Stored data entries

//! Fixed court geometry: baskets, three-point arc, restricted lane.
//!
//! All inputs and outputs are court coordinates (FIBA meters, horizontal
//! reference frame). Used by the shot-chart aggregation to classify where
//! a recorded action happened.

use serde::{Deserialize, Serialize};

use super::constants::{court, hoop};
use super::transform::CourtPosition;

/// The two ends of the court, in reference-frame terms.
///
/// `Near` is the basket by the x=0 baseline, `Far` the one by x=28.
#[derive(Debug, Clone, Copy, PartialEq, Eq, Serialize, Deserialize)]
#[serde(rename_all = "lowercase")]
pub enum CourtEnd {
    Near,
    Far,
}

/// Zone classification for shot-chart buckets.
#[derive(Debug, Clone, Copy, PartialEq, Eq, Hash, Serialize, Deserialize)]
#[serde(rename_all = "snake_case")]
pub enum ShotZone {
    /// Inside the restricted lane
    Key,
    /// Inside the arc but outside the lane
    MidRange,
    /// Beyond the three-point arc
    BeyondArc,
}

impl ShotZone {
    pub fn label(&self) -> &'static str {
        match self {
            ShotZone::Key => "Key",
            ShotZone::MidRange => "Mid-range",
            ShotZone::BeyondArc => "Beyond the arc",
        }
    }
}

/// Basket center for one end of the court.
pub fn basket_position(end: CourtEnd) -> CourtPosition {
    let x = match end {
        CourtEnd::Near => hoop::BASKET_FROM_BASELINE_M,
        CourtEnd::Far => court::LENGTH_M - hoop::BASKET_FROM_BASELINE_M,
    };
    CourtPosition::new(x, court::CENTER_Y)
}

/// Which basket a position plays toward (nearest by court half).
pub fn nearest_end(pos: CourtPosition) -> CourtEnd {
    if pos.x <= court::CENTER_X {
        CourtEnd::Near
    } else {
        CourtEnd::Far
    }
}

/// Euclidean distance between two court positions, meters.
pub fn distance_m(a: CourtPosition, b: CourtPosition) -> f64 {
    let dx = b.x - a.x;
    let dy = b.y - a.y;
    (dx * dx + dy * dy).sqrt()
}

/// Distance from a position to the nearest basket, meters.
pub fn distance_to_basket_m(pos: CourtPosition) -> f64 {
    distance_m(pos, basket_position(nearest_end(pos)))
}

/// Check whether a position is beyond the three-point arc of its half.
pub fn is_beyond_arc(pos: CourtPosition) -> bool {
    distance_to_basket_m(pos) > hoop::ARC_RADIUS_M
}

/// Check whether a position is inside the restricted lane of one end.
pub fn is_in_key(pos: CourtPosition, end: CourtEnd) -> bool {
    let y_min = (court::WIDTH_M - hoop::KEY_WIDTH_M) / 2.0;
    let y_max = y_min + hoop::KEY_WIDTH_M;
    if pos.y < y_min || pos.y > y_max {
        return false;
    }
    match end {
        CourtEnd::Near => pos.x <= hoop::KEY_DEPTH_M,
        CourtEnd::Far => pos.x >= court::LENGTH_M - hoop::KEY_DEPTH_M,
    }
}

/// Classify a position into its shot-chart zone.
pub fn shot_zone(pos: CourtPosition) -> ShotZone {
    if is_beyond_arc(pos) {
        ShotZone::BeyondArc
    } else if is_in_key(pos, nearest_end(pos)) {
        ShotZone::Key
    } else {
        ShotZone::MidRange
    }
}
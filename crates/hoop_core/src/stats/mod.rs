//! Statistics aggregation
//!
//! Pure functions over recorded actions; no I/O and no store access, so
//! every aggregate can be recomputed from any action slice.

pub mod scoreboard;
pub mod shot_chart;
pub mod stat_line;

pub use scoreboard::{Scoreboard, ScoreboardSide};
pub use shot_chart::{ShotChart, ZoneSummary, ZoneTally};
pub use stat_line::{player_stat_lines, team_totals, StatLine, TeamTotals};
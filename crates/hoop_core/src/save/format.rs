use super::error::SaveError;
use super::SAVE_VERSION;
use crate::court::Orientation;
use crate::models::{Action, Competition, Game, Player, Team};
use serde::{Deserialize, Serialize};

use lz4_flex::{compress_prepend_size, decompress_size_prepended};
use rmp_serde::{from_slice, to_vec_named};
use sha2::{Digest, Sha256};
use time::OffsetDateTime;

/// Hard cap on stored actions; a season of live tracking stays far below
/// this, so exceeding it means a runaway writer.
const MAX_ACTIONS: usize = 200_000;

/// Full club snapshot with all persistent data.
#[derive(Serialize, Deserialize, Debug, Clone)]
pub struct ClubSave {
    /// Save format version for migration
    pub version: u32,

    /// Save timestamp (unix milliseconds)
    pub timestamp: u64,

    pub teams: Vec<Team>,
    pub players: Vec<Player>,
    pub competitions: Vec<Competition>,
    pub games: Vec<Game>,
    pub actions: Vec<Action>,

    /// Coach preferences
    pub settings: ClubSettings,
}

impl Default for ClubSave {
    fn default() -> Self {
        Self::new()
    }
}

impl ClubSave {
    pub fn new() -> Self {
        Self {
            version: SAVE_VERSION,
            timestamp: current_timestamp(),
            teams: Vec::new(),
            players: Vec::new(),
            competitions: Vec::new(),
            games: Vec::new(),
            actions: Vec::new(),
            settings: ClubSettings::default(),
        }
    }

    pub fn update_timestamp(&mut self) {
        self.timestamp = current_timestamp();
    }

    pub fn validate(&self) -> Result<(), SaveError> {
        if self.actions.len() > MAX_ACTIONS {
            return Err(SaveError::DataTooLarge { size: self.actions.len() });
        }

        // Duplicate ids mean the writer went wrong somewhere.
        let mut team_ids = std::collections::HashSet::new();
        for team in &self.teams {
            if !team_ids.insert(team.id) {
                return Err(SaveError::Corrupted);
            }
        }
        let mut action_ids = std::collections::HashSet::new();
        for action in &self.actions {
            if !action_ids.insert(action.id) {
                return Err(SaveError::Corrupted);
            }
        }

        Ok(())
    }
}

#[derive(Serialize, Deserialize, Debug, Clone)]
pub struct ClubSettings {
    /// Auto-save after every recorded action
    pub auto_save: bool,

    /// Preferred court orientation for reports and replays
    pub preferred_orientation: Orientation,

    /// Show per-zone shot charts in reports
    pub show_shot_charts: bool,

    /// Language preference
    pub preferred_language: String,
}

impl Default for ClubSettings {
    fn default() -> Self {
        Self {
            auto_save: true,
            preferred_orientation: Orientation::Horizontal,
            show_shot_charts: true,
            preferred_language: "french".to_string(),
        }
    }
}

/// Serialize and compress a club save.
pub fn serialize_and_compress(save: &ClubSave) -> Result<Vec<u8>, SaveError> {
    // Validate before serialization
    save.validate()?;

    // 1. Serialize to MessagePack with field names
    let msgpack = to_vec_named(save).map_err(SaveError::Serialization)?;

    // 2. Compress with LZ4 (size prepended for easy decompression)
    let compressed = compress_prepend_size(&msgpack);

    // 3. Add SHA256 checksum at the end
    let mut hasher = Sha256::new();
    hasher.update(&compressed);
    let checksum = hasher.finalize();

    let mut result = compressed;
    result.extend_from_slice(&checksum);

    Ok(result)
}

/// Decompress and deserialize a club save.
pub fn decompress_and_deserialize(bytes: &[u8]) -> Result<ClubSave, SaveError> {
    // Check minimum size (header + checksum)
    if bytes.len() < 4 + 32 {
        return Err(SaveError::Corrupted);
    }

    // Split payload and checksum
    let (payload, checksum_bytes) = bytes.split_at(bytes.len() - 32);

    // Verify checksum
    let mut hasher = Sha256::new();
    hasher.update(payload);
    let calculated_checksum = hasher.finalize();

    if &calculated_checksum[..] != checksum_bytes {
        return Err(SaveError::ChecksumMismatch);
    }

    // Decompress
    let msgpack = decompress_size_prepended(payload).map_err(|_| SaveError::Decompression)?;

    // Deserialize
    let save: ClubSave = from_slice(&msgpack).map_err(SaveError::Deserialization)?;

    // Validate version
    if save.version > SAVE_VERSION {
        return Err(SaveError::VersionMismatch { found: save.version, expected: SAVE_VERSION });
    }

    Ok(save)
}

pub fn current_timestamp() -> u64 {
    (OffsetDateTime::now_utc().unix_timestamp_nanos() / 1_000_000) as u64
}
use chrono::{DateTime, Utc};
use serde::{Deserialize, Serialize};
use uuid::Uuid;

/// Roster entry for one player of a tracked team.
#[derive(Debug, Clone, Serialize, Deserialize)]
pub struct Player {
    pub id: Uuid,
    pub name: String,
    /// Jersey number (0-99)
    pub number: u8,
    pub position: PlayerPosition,
    pub team_id: Uuid,
    pub created_at: DateTime<Utc>,
}

#[derive(Debug, Clone, Copy, Serialize, Deserialize, PartialEq, Eq, Hash)]
#[serde(rename_all = "UPPERCASE")]
pub enum PlayerPosition {
    PG,
    SG,
    SF,
    PF,
    C,
}

impl PlayerPosition {
    /// Decode from the compact numeric codes used in CSV rosters
    /// (0=PG .. 4=C).
    pub fn from_code(code: u8) -> Option<Self> {
        match code {
            0 => Some(PlayerPosition::PG),
            1 => Some(PlayerPosition::SG),
            2 => Some(PlayerPosition::SF),
            3 => Some(PlayerPosition::PF),
            4 => Some(PlayerPosition::C),
            _ => None,
        }
    }

    pub fn code(&self) -> &'static str {
        match self {
            PlayerPosition::PG => "PG",
            PlayerPosition::SG => "SG",
            PlayerPosition::SF => "SF",
            PlayerPosition::PF => "PF",
            PlayerPosition::C => "C",
        }
    }

    pub fn label(&self) -> &'static str {
        match self {
            PlayerPosition::PG => "Point guard",
            PlayerPosition::SG => "Shooting guard",
            PlayerPosition::SF => "Small forward",
            PlayerPosition::PF => "Power forward",
            PlayerPosition::C => "Center",
        }
    }

    pub fn is_guard(&self) -> bool {
        matches!(self, PlayerPosition::PG | PlayerPosition::SG)
    }

    pub fn is_forward(&self) -> bool {
        matches!(self, PlayerPosition::SF | PlayerPosition::PF)
    }

    pub fn is_center(&self) -> bool {
        matches!(self, PlayerPosition::C)
    }
}

impl std::str::FromStr for PlayerPosition {
    type Err = String;

    fn from_str(s: &str) -> Result<Self, Self::Err> {
        match s.trim().to_ascii_uppercase().as_str() {
            "PG" => Ok(PlayerPosition::PG),
            "SG" => Ok(PlayerPosition::SG),
            "SF" => Ok(PlayerPosition::SF),
            "PF" => Ok(PlayerPosition::PF),
            "C" => Ok(PlayerPosition::C),
            other => Err(format!("Unknown player position: {}", other)),
        }
    }
}

impl Player {
    pub fn new(
        name: impl Into<String>,
        number: u8,
        position: PlayerPosition,
        team_id: Uuid,
    ) -> Self {
        Self {
            id: Uuid::new_v4(),
            name: name.into(),
            number,
            position,
            team_id,
            created_at: Utc::now(),
        }
    }

    pub fn validate(&self) -> Result<(), String> {
        if self.name.trim().is_empty() {
            return Err("Player name must not be empty".to_string());
        }
        if self.number > 99 {
            return Err(format!("Jersey number must be 0-99, got {}", self.number));
        }
        Ok(())
    }
}

/// Partial update for a player; `None` fields are left untouched.
#[derive(Debug, Clone, Default, Serialize, Deserialize)]
pub struct PlayerPatch {
    pub name: Option<String>,
    pub number: Option<u8>,
    pub position: Option<PlayerPosition>,
}
//! JSON API boundary
//!
//! String-in/string-out entry points the web frontend calls. Requests are
//! gated on `schema_version`; errors come back as `"CODE: message"`
//! strings with stable codes.

pub mod json_api;

pub use json_api::{
    game_summary_json, player_summary_json, project_markers_json, record_tap_json,
    GameSummaryRequest, GameSummaryResponse, PlayerSummaryRequest, PlayerSummaryResponse,
    ProjectMarkersRequest, ProjectMarkersResponse, RecordTapRequest, RecordTapResponse, TapEvent,
    SCHEMA_VERSION,
};
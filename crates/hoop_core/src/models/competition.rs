use chrono::{DateTime, Utc};
use serde::{Deserialize, Serialize};
use uuid::Uuid;

/// Named competition (league, cup, tournament) a team's games belong to.
#[derive(Debug, Clone, Serialize, Deserialize)]
pub struct Competition {
    pub id: Uuid,
    pub name: String,
    pub team_id: Uuid,
    pub created_at: DateTime<Utc>,
}

impl Competition {
    pub fn new(name: impl Into<String>, team_id: Uuid) -> Self {
        Self { id: Uuid::new_v4(), name: name.into(), team_id, created_at: Utc::now() }
    }

    pub fn validate(&self) -> Result<(), String> {
        if self.name.trim().is_empty() {
            return Err("Competition name must not be empty".to_string());
        }
        Ok(())
    }
}

/// Partial update for a competition.
#[derive(Debug, Clone, Default, Serialize, Deserialize)]
pub struct CompetitionPatch {
    pub name: Option<String>,
}
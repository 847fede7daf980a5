//! Court display orientation
//!
//! Which of the two fixed layouts a court is rendered in. Orientation is
//! derived once from the reporting surface's dimensions and then passed
//! explicitly; it is never persisted.

use serde::{Deserialize, Serialize};

use super::constants::surface;

#[derive(Debug, Clone, Copy, PartialEq, Eq, Hash, Serialize, Deserialize)]
#[serde(rename_all = "lowercase")]
pub enum Orientation {
    Horizontal,
    Vertical,
}

/// Fixed viewport dimensions of one orientation, in surface units.
#[derive(Debug, Clone, Copy, PartialEq, Serialize, Deserialize)]
pub struct SurfaceSize {
    pub width: f64,
    pub height: f64,
}

impl Orientation {
    /// Derive the displayed orientation from a surface's declared
    /// dimensions. Strictly `width < height` selects vertical, so a
    /// square surface is horizontal.
    pub fn from_surface(width: f64, height: f64) -> Self {
        if width < height {
            Orientation::Vertical
        } else {
            Orientation::Horizontal
        }
    }

    /// The fixed viewport this orientation renders into.
    pub fn viewport(&self) -> SurfaceSize {
        match self {
            Orientation::Horizontal => SurfaceSize {
                width: surface::HORIZONTAL_WIDTH,
                height: surface::HORIZONTAL_HEIGHT,
            },
            Orientation::Vertical => SurfaceSize {
                width: surface::VERTICAL_WIDTH,
                height: surface::VERTICAL_HEIGHT,
            },
        }
    }

    /// Canonical code string (e.g. for API payloads and logs).
    pub fn code(&self) -> &'static str {
        match self {
            Orientation::Horizontal => "horizontal",
            Orientation::Vertical => "vertical",
        }
    }
}

#[cfg(test)]
mod tests {
    use super::*;

    #[test]
    fn test_vertical_when_taller_than_wide() {
        assert_eq!(Orientation::from_surface(500.0, 940.0), Orientation::Vertical);
    }

    #[test]
    fn test_horizontal_when_wider_than_tall() {
        assert_eq!(Orientation::from_surface(940.0, 500.0), Orientation::Horizontal);
    }

    #[test]
    fn test_square_surface_is_horizontal() {
        // Tie goes to horizontal: the rule is strict width < height.
        assert_eq!(Orientation::from_surface(700.0, 700.0), Orientation::Horizontal);
    }

    #[test]
    fn test_viewport_dimensions_swap() {
        let h = Orientation::Horizontal.viewport();
        let v = Orientation::Vertical.viewport();
        assert_eq!(h.width, v.height);
        assert_eq!(h.height, v.width);
    }
}
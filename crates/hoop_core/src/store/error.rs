use thiserror::Error;
use uuid::Uuid;

#[derive(Error, Debug)]
pub enum StoreError {
    #[error("{entity} not found: {id}")]
    NotFound { entity: &'static str, id: Uuid },

    #[error("Validation error: {0}")]
    Validation(String),

    #[error("Invalid reference: {0}")]
    ForeignKey(String),

    #[error("Jersey number {number} already taken in this team")]
    DuplicateNumber { number: u8 },
}

impl StoreError {
    pub fn not_found(entity: &'static str, id: Uuid) -> Self {
        StoreError::NotFound { entity, id }
    }

    /// Stable code for API error payloads.
    pub fn code(&self) -> &'static str {
        match self {
            StoreError::NotFound { .. } => "NOT_FOUND",
            StoreError::Validation(_) => "VALIDATION",
            StoreError::ForeignKey(_) => "FOREIGN_KEY",
            StoreError::DuplicateNumber { .. } => "DUPLICATE_NUMBER",
        }
    }
}
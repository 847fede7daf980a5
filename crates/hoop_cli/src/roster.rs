//! Roster CSV ingestion
//!
//! Expected columns: `name,number,position` with a header row. Position is
//! a standard code (PG/SG/SF/PF/C).

use std::path::Path;

use anyhow::{bail, Context, Result};
use serde::Deserialize;

use hoop_core::models::{PlayerPosition, TeamCategory};
use hoop_core::store::ClubStore;
use hoop_core::Team;

#[derive(Debug, Deserialize)]
struct RosterRow {
    name: String,
    number: u8,
    position: String,
}

/// Parse a team category code (U11/U13/U15/U18/SENIOR).
pub fn parse_category(code: &str) -> Result<TeamCategory> {
    match code.trim().to_ascii_uppercase().as_str() {
        "U11" => Ok(TeamCategory::U11),
        "U13" => Ok(TeamCategory::U13),
        "U15" => Ok(TeamCategory::U15),
        "U18" => Ok(TeamCategory::U18),
        "SENIOR" => Ok(TeamCategory::Senior),
        other => bail!("unknown team category: {other}"),
    }
}

/// Import a roster CSV into a fresh team inside the store.
///
/// Returns the created team and the number of players imported.
pub fn import_roster(
    store: &mut ClubStore,
    csv_path: &Path,
    team_name: &str,
    category: TeamCategory,
) -> Result<(Team, usize)> {
    let mut reader = csv::Reader::from_path(csv_path)
        .with_context(|| format!("cannot open roster CSV {}", csv_path.display()))?;

    let team = store.create_team(team_name, category)?;

    let mut imported = 0usize;
    for (idx, row) in reader.deserialize::<RosterRow>().enumerate() {
        let row = row.with_context(|| format!("bad roster row {}", idx + 1))?;
        let position: PlayerPosition = row
            .position
            .parse()
            .map_err(|e: String| anyhow::anyhow!(e))
            .with_context(|| format!("bad roster row {}", idx + 1))?;
        store
            .create_player(row.name, row.number, position, team.id)
            .with_context(|| format!("bad roster row {}", idx + 1))?;
        imported += 1;
    }

    if imported == 0 {
        bail!("roster CSV {} contains no players", csv_path.display());
    }

    Ok((team, imported))
}

#[cfg(test)]
mod tests {
    use super::*;
    use std::io::Write;

    fn write_csv(content: &str) -> tempfile::NamedTempFile {
        let mut file = tempfile::NamedTempFile::new().unwrap();
        file.write_all(content.as_bytes()).unwrap();
        file
    }

    #[test]
    fn test_import_valid_roster() {
        let csv = write_csv("name,number,position\nInes,7,PG\nMaya,12,C\nLou,21,sf\n");
        let mut store = ClubStore::new();

        let (team, count) =
            import_roster(&mut store, csv.path(), "Eagles", TeamCategory::U15).unwrap();
        assert_eq!(count, 3);

        let roster = store.team_players(team.id).unwrap();
        assert_eq!(roster.len(), 3);
        assert_eq!(roster[0].number, 7);
        assert_eq!(roster[2].position, PlayerPosition::SF);
    }

    #[test]
    fn test_import_rejects_bad_position() {
        let csv = write_csv("name,number,position\nInes,7,QB\n");
        let mut store = ClubStore::new();
        assert!(import_roster(&mut store, csv.path(), "Eagles", TeamCategory::U15).is_err());
    }

    #[test]
    fn test_import_rejects_duplicate_numbers() {
        let csv = write_csv("name,number,position\nInes,7,PG\nMaya,7,C\n");
        let mut store = ClubStore::new();
        assert!(import_roster(&mut store, csv.path(), "Eagles", TeamCategory::U15).is_err());
    }

    #[test]
    fn test_import_rejects_empty_roster() {
        let csv = write_csv("name,number,position\n");
        let mut store = ClubStore::new();
        assert!(import_roster(&mut store, csv.path(), "Eagles", TeamCategory::U15).is_err());
    }

    #[test]
    fn test_parse_category_codes() {
        assert_eq!(parse_category("u13").unwrap(), TeamCategory::U13);
        assert_eq!(parse_category("SENIOR").unwrap(), TeamCategory::Senior);
        assert!(parse_category("U99").is_err());
    }
}
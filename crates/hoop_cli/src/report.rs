//! Game report printing
//!
//! Renders a game's scoreboard, box score and shot chart as plain text.

use anyhow::{bail, Result};
use uuid::Uuid;

use hoop_core::stats::{player_stat_lines, Scoreboard, ShotChart};
use hoop_core::store::ClubStore;
use hoop_core::Action;

/// Pick the game to report on: an explicit id, or the most recent game in
/// the store.
pub fn resolve_game(store: &ClubStore, game_id: Option<Uuid>) -> Result<Uuid> {
    if let Some(id) = game_id {
        store.game(id)?;
        return Ok(id);
    }
    let mut latest: Option<(Uuid, chrono::DateTime<chrono::Utc>)> = None;
    for team in store.teams() {
        for game in store.team_games(team.id)? {
            if latest.map(|(_, date)| game.date > date).unwrap_or(true) {
                latest = Some((game.id, game.date));
            }
        }
    }
    match latest {
        Some((id, _)) => Ok(id),
        None => bail!("no games in this save"),
    }
}

/// Render the full report for one game.
pub fn render_report(store: &ClubStore, game_id: Uuid, show_shot_chart: bool) -> Result<String> {
    let game = store.game(game_id)?;
    let team = store.team(game.team_id)?;
    let actions: Vec<Action> =
        store.game_actions(game_id)?.into_iter().cloned().collect();
    let roster = store.team_players(game.team_id)?;
    let lines = player_stat_lines(&actions);

    let board = Scoreboard::for_game(&team.name, game, &actions);

    let mut out = String::new();
    out.push_str(&format!(
        "{} {} - {} {}  [{}]\n",
        board.home.name, board.home.score, board.away.score, board.away.name, board.status_label
    ));
    out.push_str(&format!("{} ({})\n\n", game.date.format("%Y-%m-%d"), team.category.label()));

    out.push_str("##  Player            PTS  3PM  2PM  FTM  REB  AST  STL  PF\n");
    for player in roster {
        let line = lines.get(&player.id).copied().unwrap_or_default();
        out.push_str(&format!(
            "{:<3} {:<16} {:>4} {:>4} {:>4} {:>4} {:>4} {:>4} {:>4} {:>3}\n",
            player.number,
            player.name,
            line.points,
            line.threes_made,
            line.twos_made,
            line.free_throws_made,
            line.rebounds,
            line.assists,
            line.steals,
            line.fouls,
        ));
    }

    let totals = board.totals;
    out.push_str(&format!(
        "\nTotals: {} pts, {} reb, {} ast, {} stl, {} fouls\n",
        totals.points, totals.rebounds, totals.assists, totals.steals, totals.fouls
    ));

    if show_shot_chart {
        out.push_str("\nShot chart:\n");
        for row in ShotChart::from_actions(&actions).zone_summary() {
            out.push_str(&format!("  {:<16} {:>3} makes, {:>3} pts\n", row.label, row.makes, row.points));
        }
    }

    Ok(out)
}

#[cfg(test)]
mod tests {
    use super::*;
    use chrono::Utc;
    use hoop_core::court::CourtPosition;
    use hoop_core::models::{ActionType, GameLocation, PlayerPosition, TeamCategory};

    fn seeded() -> (ClubStore, Uuid) {
        let mut store = ClubStore::new();
        let team = store.create_team("Eagles", TeamCategory::U18).unwrap();
        let player = store.create_player("Ines", 7, PlayerPosition::PG, team.id).unwrap();
        let game = store
            .create_game("Rivals", Utc::now(), GameLocation::Home, team.id, None)
            .unwrap();
        store
            .record_action(ActionType::ThreePts, CourtPosition::center(), player.id, game.id)
            .unwrap();
        (store, game.id)
    }

    #[test]
    fn test_render_report_contains_score_and_lines() {
        let (store, game_id) = seeded();
        let report = render_report(&store, game_id, true).unwrap();

        assert!(report.contains("Eagles 3 - 0 Rivals"));
        assert!(report.contains("Ines"));
        assert!(report.contains("Beyond the arc"));
    }

    #[test]
    fn test_resolve_game_picks_latest() {
        let (mut store, game_id) = seeded();
        let team_id = store.teams()[0].id;
        store
            .create_game(
                "Old Rivals",
                Utc::now() - chrono::Duration::days(30),
                GameLocation::Away,
                team_id,
                None,
            )
            .unwrap();

        assert_eq!(resolve_game(&store, None).unwrap(), game_id);
    }

    #[test]
    fn test_resolve_game_empty_store_fails() {
        let store = ClubStore::new();
        assert!(resolve_game(&store, None).is_err());
    }
}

__THE PROBLEM__: Please find all lines of the entries that hold the string "NamedTempFile" and copy them.

__TASK OUTPUT__:
    fn write_csv(content: &str) -> tempfile::NamedTempFile {
        let mut file = tempfile::NamedTempFile::new().unwrap();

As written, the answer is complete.